- Siege of Corfu (1122–1123): Part of Venetian Crusade and Venetian–Byzantine War (1122–1126)
| Date | September/October 1122 – March 1123 |
| Location | Corfu |
| Result | Byzantine victory |

Belligerents
- Byzantine Empire: Republic of Venice

Commanders and leaders
- Unknown: Domenico Michiel

Strength
- Unknown: Maximum of 15,000 men 72–120 vessels

Casualties and losses
- Unknown: Unknown

= Siege of Corfu (1122–1123) =

1122–1123 Venetian siege

The Siege of Corfu (1122–1123) was a purported military operation led by the Republic of Venice against the Byzantine Empire during the opening phase of the Venetian Crusade. The alleged Siege resulted in no territorial changes.

== Background ==
Following the devastating defeat at the Battle of Ager Sanguinis in 1119, King Baldwin II of Jerusalem urgently sought military assistance from Catholic Europe. However, major powers like Pope Callixtus II and Holy Roman Emperor Henry V were preoccupied with the Investiture Controversy. The Republic of Venice emerged as the primary candidate willing to assist, driven by a desire to secure lucrative trading posts in the Levant and by retaliation for John II Komnenos's attempt to reduce Venice’s commercial privileges. After receiving a papal blessing in 1122, a crusade was officially announced to support the struggling Crusader states. On August 8, 1122, a fleet estimated between 72 and 120 vessels carrying roughly 15,000 men (though likely exaggerated) departed from the Venetian Lagoon under the command of Domenico Michiel.

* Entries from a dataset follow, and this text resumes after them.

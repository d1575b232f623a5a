use sha2::{Digest, Sha256};

use crate::network::KineticTransitionNetwork;

/// Resolution used when quantising floats before hashing.
pub const HASH_QUANTUM: f64 = 1e-9;

/// Computes the canonical structural hash of a network.
///
/// Covers the comparer thresholds, every minimum and transition state in id
/// order (values and coordinates quantised to [`HASH_QUANTUM`]) and the
/// sorted edge list. Eigenvectors are excluded since their sign is arbitrary.
pub fn canonical_hash(network: &KineticTransitionNetwork) -> String {
    let mut hasher = Sha256::new();
    let comparer = network.comparer();
    hasher.update((comparer.dimension() as u64).to_le_bytes());
    update_float(comparer.distance_criterion(), &mut hasher);
    update_float(comparer.energy_criterion(), &mut hasher);

    hasher.update(b"minima");
    hasher.update((network.n_minima() as u64).to_le_bytes());
    for minimum in network.minima() {
        update_float(minimum.value, &mut hasher);
        update_slice(&minimum.point, &mut hasher);
    }

    hasher.update(b"transition-states");
    hasher.update((network.n_transition_states() as u64).to_le_bytes());
    for ts in network.transition_states() {
        update_float(ts.value, &mut hasher);
        update_slice(&ts.point, &mut hasher);
        hasher.update(ts.minima.0.as_raw().to_le_bytes());
        hasher.update(ts.minima.1.as_raw().to_le_bytes());
    }

    hasher.update(b"edges");
    for (a, b, ts) in network.edges() {
        hasher.update(a.as_raw().to_le_bytes());
        hasher.update(b.as_raw().to_le_bytes());
        hasher.update(ts.as_raw().to_le_bytes());
    }

    format!("{:x}", hasher.finalize())
}

fn update_float(value: f64, hasher: &mut Sha256) {
    let quantised = (value / HASH_QUANTUM).round() as i64;
    hasher.update(quantised.to_le_bytes());
}

fn update_slice(values: &[f64], hasher: &mut Sha256) {
    hasher.update((values.len() as u64).to_le_bytes());
    for value in values {
        update_float(*value, hasher);
    }
}
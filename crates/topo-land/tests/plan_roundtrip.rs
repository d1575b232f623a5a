use std::fs;

use tempfile::tempdir;
use topo_core::TopoError;
use topo_land::serde::{from_yaml_slice, to_canonical_json_bytes};
use topo_land::{load_plan, PairStrategy, Plan, PotentialSpec};

#[test]
fn default_plan_survives_yaml() {
    let plan = Plan::default();
    let yaml = plan.to_yaml_string().unwrap();
    let parsed: Plan = from_yaml_slice(yaml.as_bytes()).unwrap();
    assert_eq!(parsed, plan);
    assert_eq!(parsed.plan_hash().unwrap(), plan.plan_hash().unwrap());
}

#[test]
fn sparse_plan_takes_defaults() {
    let yaml = r#"
seed: 42
potential:
  kind: schwefel
  dimension: 2
sampling:
  strategy:
    kind: connect-unconnected
    k: 2
  multiprocessing: true
basin_hopping:
  n_steps: 10
output:
  suffix: ".run"
"#;
    let plan: Plan = from_yaml_slice(yaml.as_bytes()).unwrap();
    assert_eq!(plan.seed, 42);
    assert_eq!(plan.potential, PotentialSpec::Schwefel { dimension: 2 });
    assert_eq!(plan.sampling.strategy, PairStrategy::ConnectUnconnected { k: 2 });
    assert_eq!(plan.sampling.n_processes, 4);
    assert_eq!(plan.basin_hopping.n_steps, 10);
    assert_eq!(plan.basin_hopping.temperature, 1.0);
    assert_eq!(plan.cycles, 1);
    assert_eq!(plan.output.suffix, ".run");
    assert_eq!(plan.neb, Default::default());

    let potential = plan.potential.build().unwrap();
    assert_eq!(potential.dimension(), 2);
}

#[test]
fn plan_hash_tracks_content() {
    let plan = Plan::default();
    let mut other = plan.clone();
    other.seed += 1;
    assert_ne!(plan.plan_hash().unwrap(), other.plan_hash().unwrap());

    let canonical = to_canonical_json_bytes(&plan).unwrap();
    assert_eq!(canonical, to_canonical_json_bytes(&plan.clone()).unwrap());
}

#[test]
fn load_plan_reads_from_disk() {
    let dir = tempdir().unwrap();
    let path = dir.path().join("plan.yaml");
    let plan = Plan {
        seed: 7,
        potential: PotentialSpec::DoubleWell {
            dimension: 3,
            stiffness: 0.5,
        },
        ..Plan::default()
    };
    fs::write(&path, plan.to_yaml_string().unwrap()).unwrap();
    assert_eq!(load_plan(&path).unwrap(), plan);

    let missing = load_plan(dir.path().join("absent.yaml"));
    assert!(matches!(missing, Err(TopoError::Serde(info)) if info.code == "plan-read"));
}

#[test]
fn invalid_surfaces_fail_to_build() {
    let spec = PotentialSpec::Quadratic {
        bounds: vec![(0.0, 1.0)],
        centre: vec![0.5, 0.5],
        weights: vec![1.0],
    };
    assert!(spec.build().is_err());
    assert!(PotentialSpec::Schwefel { dimension: 0 }.build().is_err());
}
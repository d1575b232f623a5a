//! Deterministic RNG wrapper and seed-derivation helpers.

use rand::rngs::StdRng;
use rand::{Rng, SeedableRng};
use siphasher::sip::SipHasher13;
use std::hash::Hasher;

/// Deterministic RNG handle used by every stochastic component.
///
/// Wraps `StdRng` seeded from a caller supplied master seed. Independent
/// streams (one per basin-hopping run, one per CLI cycle) are derived by
/// hashing `(master_seed, substream_id)` with SipHash-1-3 under fixed zero
/// keys, so the derivation is identical on every platform.
#[derive(Debug, Clone)]
pub struct RngHandle {
    rng: StdRng,
}

impl RngHandle {
    /// Creates a new RNG handle from a master seed.
    pub fn from_seed(seed: u64) -> Self {
        Self {
            rng: StdRng::seed_from_u64(seed),
        }
    }

    /// Creates the handle for a derived substream of `master_seed`.
    pub fn substream(master_seed: u64, substream: u64) -> Self {
        Self::from_seed(derive_substream_seed(master_seed, substream))
    }

    /// Draws a uniform sample from `[0, 1)`.
    pub fn uniform(&mut self) -> f64 {
        self.rng.gen::<f64>()
    }

    /// Draws a uniform sample from `[low, high]`; returns `low` for an empty interval.
    pub fn uniform_in(&mut self, low: f64, high: f64) -> f64 {
        if high <= low {
            return low;
        }
        self.rng.gen_range(low..=high)
    }
}

/// Derives the deterministic seed for a specific substream.
pub fn derive_substream_seed(master_seed: u64, substream: u64) -> u64 {
    let mut hasher = SipHasher13::new_with_keys(0, 0);
    hasher.write_u64(master_seed);
    hasher.write_u64(substream);
    hasher.finish()
}
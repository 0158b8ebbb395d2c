//! 표현식 AST
//!
//! 프로젝션/피연산자(`Expr`), 조건(`Predicate`), CASE 표현식을 정의합니다.
//! 모든 노드는 생성 후 변경되지 않으며, 조합 함수는 입력을 소비해 새 노드를 만듭니다.
//!
//! # 예시
//!
//! ```ignore
//! use qk_sql::prelude::*;
//!
//! let p = member.column("username")?.eq("member1")
//!     .and(member.column("age")?.eq(10));
//! ```

use qk_core::schema::{Column, ColumnType};

use crate::order::{Direction, OrderSpec};
use crate::query::Query;
use crate::value::Value;

/// 값을 만드는 표현식 (SELECT 목록, 비교 피연산자, 정렬 키)
#[derive(Debug, Clone)]
pub enum Expr {
    /// 테이블 컬럼
    Column(Column),

    /// 리터럴 (항상 바인딩 파라미터로 렌더링)
    Value(Value),

    /// 집계 함수
    Aggregate(Aggregate),

    /// CASE WHEN ... END
    Case(CaseExpr),

    /// 스칼라 서브쿼리
    Subquery(Box<Query>),

    /// 문자열 연결 (`a || b || c`)
    Concat(Vec<Expr>),

    /// 타입 변환
    Cast { expr: Box<Expr>, target: ColumnType },
}

impl Expr {
    pub fn column(column: Column) -> Self {
        Expr::Column(column)
    }

    pub fn value(value: impl Into<Value>) -> Self {
        Expr::Value(value.into())
    }

    pub fn subquery(query: Query) -> Self {
        Expr::Subquery(Box::new(query))
    }
}

/// 집계 함수 종류
#[derive(Debug, Clone, Copy, PartialEq, Eq)]
pub enum AggregateFn {
    Count,
    Sum,
    Avg,
    Min,
    Max,
}

impl AggregateFn {
    pub fn sql(&self) -> &'static str {
        match self {
            AggregateFn::Count => "COUNT",
            AggregateFn::Sum => "SUM",
            AggregateFn::Avg => "AVG",
            AggregateFn::Min => "MIN",
            AggregateFn::Max => "MAX",
        }
    }
}

/// 집계 표현식
///
/// `arg`가 없으면 `COUNT(*)`입니다.
#[derive(Debug, Clone)]
pub struct Aggregate {
    pub func: AggregateFn,
    pub arg: Option<Box<Expr>>,
    pub distinct: bool,
}

/// 이름이 붙을 수 있는 SELECT 항목
#[derive(Debug, Clone)]
pub struct Projection {
    pub expr: Expr,
    pub alias: Option<String>,
}

impl Projection {
    pub fn new(expr: impl Into<Expr>) -> Self {
        Self {
            expr: expr.into(),
            alias: None,
        }
    }
}

/// 테이블의 모든 컬럼을 선언 순서대로 프로젝션으로 변환
pub fn columns_of(table: &qk_core::schema::Table) -> Vec<Projection> {
    table.columns().into_iter().map(Projection::from).collect()
}

/// 비교 연산자
#[derive(Debug, Clone, Copy, PartialEq, Eq)]
pub enum CompareOp {
    Eq,
    Ne,
    Gt,
    Goe,
    Lt,
    Loe,
}

impl CompareOp {
    pub fn sql(&self) -> &'static str {
        match self {
            CompareOp::Eq => "=",
            CompareOp::Ne => "<>",
            CompareOp::Gt => ">",
            CompareOp::Goe => ">=",
            CompareOp::Lt => "<",
            CompareOp::Loe => "<=",
        }
    }
}

/// 불리언 조건 트리 (WHERE, ON, HAVING, CASE WHEN)
#[derive(Debug, Clone)]
pub enum Predicate {
    /// `left op right`
    Compare {
        left: Expr,
        op: CompareOp,
        right: Expr,
    },

    /// 모든 조건이 참 (비어 있으면 항상 참)
    And(Vec<Predicate>),

    /// 하나 이상의 조건이 참 (비어 있으면 항상 거짓)
    Or(Vec<Predicate>),

    /// 부정
    Not(Box<Predicate>),

    /// `expr [NOT] IN (v1, v2, ...)`
    InList {
        expr: Expr,
        list: Vec<Expr>,
        negated: bool,
    },

    /// `expr [NOT] IN (SELECT ...)`
    InSubquery {
        expr: Expr,
        query: Box<Query>,
        negated: bool,
    },

    /// `expr IS [NOT] NULL`
    IsNull { expr: Expr, negated: bool },

    /// `expr BETWEEN low AND high` (양 끝 포함)
    Between { expr: Expr, low: Expr, high: Expr },

    /// `expr LIKE pattern`
    Like { expr: Expr, pattern: Expr },
}

impl Predicate {
    /// `(self) AND (other)`
    ///
    /// 기존 AND 노드에 합치지 않고 새 노드를 만듭니다.
    pub fn and(self, other: Predicate) -> Predicate {
        Predicate::And(vec![self, other])
    }

    /// `(self) OR (other)`
    pub fn or(self, other: Predicate) -> Predicate {
        Predicate::Or(vec![self, other])
    }

    /// `NOT (self)`
    pub fn negate(self) -> Predicate {
        Predicate::Not(Box::new(self))
    }
}

/// 조건들의 논리곱
pub fn and(predicates: impl IntoIterator<Item = Predicate>) -> Predicate {
    Predicate::And(predicates.into_iter().collect())
}

/// 조건들의 논리합
pub fn or(predicates: impl IntoIterator<Item = Predicate>) -> Predicate {
    Predicate::Or(predicates.into_iter().collect())
}

/// 조건 부정
pub fn not(predicate: Predicate) -> Predicate {
    predicate.negate()
}

/// 상수 프로젝션
pub fn constant(value: impl Into<Value>) -> Expr {
    Expr::Value(value.into())
}

/// `COUNT(*)`
pub fn count_all() -> Expr {
    Expr::Aggregate(Aggregate {
        func: AggregateFn::Count,
        arg: None,
        distinct: false,
    })
}

// ─────────────────────────────────────────────────────────────────────────────
// CASE
// ─────────────────────────────────────────────────────────────────────────────

/// CASE 분기
#[derive(Debug, Clone)]
pub struct CaseBranch {
    pub condition: Predicate,
    pub result: Expr,
}

/// CASE 표현식
///
/// 분기는 선언 순서대로 평가되며 처음 참이 되는 분기의 결과를 사용합니다.
/// `default`가 없으면 `ELSE` 없이 렌더링되어 NULL이 됩니다.
#[derive(Debug, Clone)]
pub struct CaseExpr {
    branches: Vec<CaseBranch>,
    default: Option<Box<Expr>>,
}

impl CaseExpr {
    pub fn branches(&self) -> &[CaseBranch] {
        &self.branches
    }

    pub fn default_result(&self) -> Option<&Expr> {
        self.default.as_deref()
    }

    fn finish(branches: Vec<CaseBranch>, default: Option<Expr>) -> Expr {
        if branches.is_empty() {
            // WHEN 없는 CASE는 SQL 문법 오류이므로 기본값 자체가 결과다
            return default.unwrap_or(Expr::Value(Value::Null));
        }
        Expr::Case(CaseExpr {
            branches,
            default: default.map(Box::new),
        })
    }
}

/// 검색형 CASE 빌더
#[derive(Debug, Clone, Default)]
pub struct CaseBuilder {
    branches: Vec<CaseBranch>,
}

/// 검색형 CASE 시작
pub fn case() -> CaseBuilder {
    CaseBuilder::default()
}

impl CaseBuilder {
    pub fn when(self, condition: Predicate) -> CaseWhen {
        CaseWhen {
            builder: self,
            condition,
        }
    }

    /// `ELSE result END`
    pub fn otherwise(self, result: impl Into<Expr>) -> Expr {
        CaseExpr::finish(self.branches, Some(result.into()))
    }

    /// `END` (ELSE 없음)
    pub fn end(self) -> Expr {
        CaseExpr::finish(self.branches, None)
    }
}

/// `WHEN` 다음 `THEN`을 기다리는 상태
#[derive(Debug, Clone)]
pub struct CaseWhen {
    builder: CaseBuilder,
    condition: Predicate,
}

impl CaseWhen {
    pub fn then(mut self, result: impl Into<Expr>) -> CaseBuilder {
        self.builder.branches.push(CaseBranch {
            condition: self.condition,
            result: result.into(),
        });
        self.builder
    }
}

/// 단순 CASE 빌더 (`member.age.when(10).then(..)`)
///
/// 각 분기는 `subject = value` 조건으로 변환됩니다.
#[derive(Debug, Clone)]
pub struct SimpleCase {
    subject: Expr,
    branches: Vec<CaseBranch>,
}

impl SimpleCase {
    pub fn when(self, value: impl Into<Expr>) -> SimpleCaseWhen {
        SimpleCaseWhen {
            case: self,
            value: value.into(),
        }
    }

    pub fn otherwise(self, result: impl Into<Expr>) -> Expr {
        CaseExpr::finish(self.branches, Some(result.into()))
    }

    pub fn end(self) -> Expr {
        CaseExpr::finish(self.branches, None)
    }
}

#[derive(Debug, Clone)]
pub struct SimpleCaseWhen {
    case: SimpleCase,
    value: Expr,
}

impl SimpleCaseWhen {
    pub fn then(mut self, result: impl Into<Expr>) -> SimpleCase {
        let condition = Predicate::Compare {
            left: self.case.subject.clone(),
            op: CompareOp::Eq,
            right: self.value,
        };
        self.case.branches.push(CaseBranch {
            condition,
            result: result.into(),
        });
        self.case
    }
}

// ─────────────────────────────────────────────────────────────────────────────
// Fluent 확장
// ─────────────────────────────────────────────────────────────────────────────

/// 컬럼과 표현식에 공통으로 붙는 fluent 메서드
pub trait ExprExt: Into<Expr> + Sized {
    fn eq<R: Into<Expr>>(self, rhs: R) -> Predicate {
        compare(self, CompareOp::Eq, rhs)
    }

    fn ne<R: Into<Expr>>(self, rhs: R) -> Predicate {
        compare(self, CompareOp::Ne, rhs)
    }

    fn gt<R: Into<Expr>>(self, rhs: R) -> Predicate {
        compare(self, CompareOp::Gt, rhs)
    }

    /// greater or equal
    fn goe<R: Into<Expr>>(self, rhs: R) -> Predicate {
        compare(self, CompareOp::Goe, rhs)
    }

    fn lt<R: Into<Expr>>(self, rhs: R) -> Predicate {
        compare(self, CompareOp::Lt, rhs)
    }

    /// less or equal
    fn loe<R: Into<Expr>>(self, rhs: R) -> Predicate {
        compare(self, CompareOp::Loe, rhs)
    }

    fn between<L: Into<Expr>, H: Into<Expr>>(self, low: L, high: H) -> Predicate {
        Predicate::Between {
            expr: self.into(),
            low: low.into(),
            high: high.into(),
        }
    }

    fn in_list<I, V>(self, values: I) -> Predicate
    where
        I: IntoIterator<Item = V>,
        V: Into<Expr>,
    {
        Predicate::InList {
            expr: self.into(),
            list: values.into_iter().map(Into::into).collect(),
            negated: false,
        }
    }

    fn not_in_list<I, V>(self, values: I) -> Predicate
    where
        I: IntoIterator<Item = V>,
        V: Into<Expr>,
    {
        Predicate::InList {
            expr: self.into(),
            list: values.into_iter().map(Into::into).collect(),
            negated: true,
        }
    }

    fn in_subquery(self, query: Query) -> Predicate {
        Predicate::InSubquery {
            expr: self.into(),
            query: Box::new(query),
            negated: false,
        }
    }

    fn not_in_subquery(self, query: Query) -> Predicate {
        Predicate::InSubquery {
            expr: self.into(),
            query: Box::new(query),
            negated: true,
        }
    }

    fn is_null(self) -> Predicate {
        Predicate::IsNull {
            expr: self.into(),
            negated: false,
        }
    }

    fn is_not_null(self) -> Predicate {
        Predicate::IsNull {
            expr: self.into(),
            negated: true,
        }
    }

    fn like(self, pattern: impl Into<String>) -> Predicate {
        Predicate::Like {
            expr: self.into(),
            pattern: Expr::Value(Value::Text(pattern.into())),
        }
    }

    fn asc(self) -> OrderSpec {
        OrderSpec::new(self, Direction::Asc)
    }

    fn desc(self) -> OrderSpec {
        OrderSpec::new(self, Direction::Desc)
    }

    fn count(self) -> Expr {
        aggregate(AggregateFn::Count, self, false)
    }

    fn count_distinct(self) -> Expr {
        aggregate(AggregateFn::Count, self, true)
    }

    fn sum(self) -> Expr {
        aggregate(AggregateFn::Sum, self, false)
    }

    fn avg(self) -> Expr {
        aggregate(AggregateFn::Avg, self, false)
    }

    fn min(self) -> Expr {
        aggregate(AggregateFn::Min, self, false)
    }

    fn max(self) -> Expr {
        aggregate(AggregateFn::Max, self, false)
    }

    /// 문자열 연결
    fn concat<R: Into<Expr>>(self, rhs: R) -> Expr {
        match self.into() {
            Expr::Concat(mut parts) => {
                parts.push(rhs.into());
                Expr::Concat(parts)
            }
            lhs => Expr::Concat(vec![lhs, rhs.into()]),
        }
    }

    fn cast(self, target: ColumnType) -> Expr {
        Expr::Cast {
            expr: Box::new(self.into()),
            target,
        }
    }

    /// 문자열로 변환 (`CAST(.. AS TEXT)`)
    fn string_value(self) -> Expr {
        self.cast(ColumnType::String)
    }

    /// `expr AS "name"`
    fn alias(self, name: impl Into<String>) -> Projection {
        Projection {
            expr: self.into(),
            alias: Some(name.into()),
        }
    }

    /// 단순 CASE 시작
    fn when<V: Into<Expr>>(self, value: V) -> SimpleCaseWhen {
        SimpleCase {
            subject: self.into(),
            branches: Vec::new(),
        }
        .when(value)
    }
}
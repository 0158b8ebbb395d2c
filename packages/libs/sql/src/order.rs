//! 정렬 지정

use crate::expr::Expr;

/// 정렬 방향
#[derive(Debug, Clone, Copy, PartialEq, Eq)]
pub enum Direction {
    Asc,
    Desc,
}

impl Direction {
    pub fn sql(&self) -> &'static str {
        match self {
            Direction::Asc => "ASC",
            Direction::Desc => "DESC",
        }
    }
}

/// NULL 위치
///
/// `Default`는 NULLS 절을 렌더링하지 않으므로 DB 기본 동작을 따릅니다.
/// (Postgres: ASC에서 NULL이 마지막, SQLite: ASC에서 NULL이 처음)
/// 결과 순서가 NULL 위치에 의존한다면 `First`/`Last`를 명시해야 합니다.
#[derive(Debug, Clone, Copy, PartialEq, Eq, Default)]
pub enum NullOrdering {
    #[default]
    Default,
    First,
    Last,
}

/// 정렬 키 하나
#[derive(Debug, Clone)]
pub struct OrderSpec {
    pub expr: Expr,
    pub direction: Direction,
    pub nulls: NullOrdering,
}

impl OrderSpec {
    pub fn new(expr: impl Into<Expr>, direction: Direction) -> Self {
        Self {
            expr: expr.into(),
            direction,
            nulls: NullOrdering::Default,
        }
    }

    pub fn nulls_first(mut self) -> Self {
        self.nulls = NullOrdering::First;
        self
    }

    pub fn nulls_last(mut self) -> Self {
        self.nulls = NullOrdering::Last;
        self
    }
}
//! 스키마 모델
//!
//! # 개요
//!
//! 쿼리가 참조하는 테이블과 컬럼은 모두 명시적으로 선언됩니다.
//! 선언 시점에 중복/미존재 컬럼을 검사하므로, 렌더링 단계에서는
//! 스코프(어떤 테이블이 FROM/JOIN에 있는지)만 확인하면 됩니다.
//!
//! # 모듈 구조
//!
//! - `types`: 논리적 타입 정의 (string, int, bigint, etc.)
//! - `column`: 컬럼 선언과 테이블에 바인딩된 컬럼 핸들
//! - `table`: 테이블 정의와 별칭 핸들
//! - `ir`: 테이블 레지스트리
//! - `parser`: YAML 파싱 로직

mod column;
mod ir;
mod parser;
mod table;
mod types;

pub use column::{column, Column, ColumnDef, Reference, ReferentialAction};
pub use ir::Schema;
pub use parser::SchemaParser;
pub use table::Table;
pub use types::ColumnType;
//! 시나리오 쿼리 렌더링

use serde::Serialize;

use qk_sql::{Dialect, SqlRenderer, Value};

use crate::commands::{print_json, select_scenarios};
use crate::tutorial::Catalog;
use crate::OutputFormat;

#[derive(Serialize)]
struct Rendered {
    scenario: &'static str,
    sql: String,
    params: Vec<Value>,
}

pub fn render(format: OutputFormat, name: Option<&str>, dialect: Dialect) -> anyhow::Result<()> {
    let catalog = Catalog::load()?;
    let renderer = SqlRenderer::new(dialect);

    let mut results = Vec::new();
    for scenario in select_scenarios(name)? {
        let rendered = renderer.render(&scenario.query(&catalog)?)?;
        results.push(Rendered {
            scenario: scenario.name,
            sql: rendered.sql,
            params: rendered.params,
        });
    }

    match format {
        OutputFormat::Json => print_json(&results)?,
        OutputFormat::Text => {
            for (i, r) in results.iter().enumerate() {
                if i > 0 {
                    println!();
                }
                println!("-- {} ({})", r.scenario, dialect);
                println!("{}", r.sql);
                println!("params: {}", format_params(&r.params));
            }
        }
    }
    Ok(())
}

pub(crate) fn format_params(params: &[Value]) -> String {
    let items: Vec<String> = params.iter().map(ToString::to_string).collect();
    format!("[{}]", items.join(", "))
}
//! 바인딩 값
//!
//! 렌더링 결과의 파라미터 목록과 실행 결과 row에 같은 타입을 씁니다.

use std::fmt;

use serde::{Deserialize, Serialize};

/// 리터럴 값
#[derive(Debug, Clone, PartialEq, Serialize, Deserialize)]
#[serde(untagged)]
pub enum Value {
    Null,
    Bool(bool),
    Int(i64),
    Float(f64),
    Text(String),
}

impl Value {
    pub fn is_null(&self) -> bool {
        matches!(self, Value::Null)
    }

    pub fn as_i64(&self) -> Option<i64> {
        match self {
            Value::Int(i) => Some(*i),
            Value::Bool(b) => Some(i64::from(*b)),
            _ => None,
        }
    }

    /// 정수도 실수로 읽습니다 (AVG 결과 비교 등)
    pub fn as_f64(&self) -> Option<f64> {
        match self {
            Value::Float(f) => Some(*f),
            Value::Int(i) => Some(*i as f64),
            _ => None,
        }
    }

    pub fn as_str(&self) -> Option<&str> {
        match self {
            Value::Text(s) => Some(s),
            _ => None,
        }
    }

    pub fn as_bool(&self) -> Option<bool> {
        match self {
            Value::Bool(b) => Some(*b),
            Value::Int(0) => Some(false),
            Value::Int(1) => Some(true),
            _ => None,
        }
    }
}

impl fmt::Display for Value {
    fn fmt(&self, f: &mut fmt::Formatter<'_>) -> fmt::Result {
        match self {
            Value::Null => f.write_str("NULL"),
            Value::Bool(b) => write!(f, "{}", b),
            Value::Int(i) => write!(f, "{}", i),
            Value::Float(v) => write!(f, "{}", v),
            Value::Text(s) => write!(f, "{:?}", s),
        }
    }
}

macro_rules! impl_from_int {
    ($($ty:ty),*) => {
        $(
            impl From<$ty> for Value {
                fn from(v: $ty) -> Self {
                    Value::Int(i64::from(v))
                }
            }
        )*
    };
}

impl_from_int!(i8, i16, i32, i64, u8, u16, u32);

impl From<bool> for Value {
    fn from(v: bool) -> Self {
        Value::Bool(v)
    }
}

impl From<f32> for Value {
    fn from(v: f32) -> Self {
        Value::Float(f64::from(v))
    }
}

impl From<f64> for Value {
    fn from(v: f64) -> Self {
        Value::Float(v)
    }
}

impl From<&str> for Value {
    fn from(v: &str) -> Self {
        Value::Text(v.to_string())
    }
}

impl From<String> for Value {
    fn from(v: String) -> Self {
        Value::Text(v)
    }
}

impl<T: Into<Value>> From<Option<T>> for Value {
    fn from(v: Option<T>) -> Self {
        v.map_or(Value::Null, Into::into)
    }
}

== Expedition and Siege ==
The Venetian fleet, under the command of Doge Domenico Michiel, departed in August 1122 but progressed down the Adriatic coast at a remarkably slow pace. Naval historian John H. Pryor calculated the fleet's average speed during this journey at only 0.8 knots. This cautious progress, intended to exert political pressure on Byzantine Emperor John II Komnenos, who had refused to renew Venice's trade privileges, meant the fleet did not reach Corfu until September or October 1122. This led to a prolonged assault on a key Byzantine stronghold on the island. The siege, however, proved more difficult than anticipated, lasting through the winter of 1122 and into 1123. This delay caused significant friction between the Venetian leadership and the various European Knights and pilgrims, who viewed the campaign against fellow Christians as a distraction from their religious vows in Jerusalem. The stalemate at Corfu only ended when urgent reports arrived from the Levant detailing the capture of King Baldwin II by the Artuqid leader Belek. Recognizing that the survival of the Latin East was at stake, the Venetians abandoned the siege in the spring of 1123 and set sail for Acre to fulfill their original mission.

== Historical authenticity ==
Modern scholarship, notably Maximilian Lau, questions the scale and even the occurrence of a full-scale siege. Lau points out that while the Historia Ducum Veneticorum claims a siege took place, the contemporary chronicler Fulcher of Chartres mentions only that the fleet wintered on the island without any hostilities. Furthermore, Lau argues that the lack of a military response from Emperor John II suggests the event was a limited raid of little consequence rather than a formal opening of a war.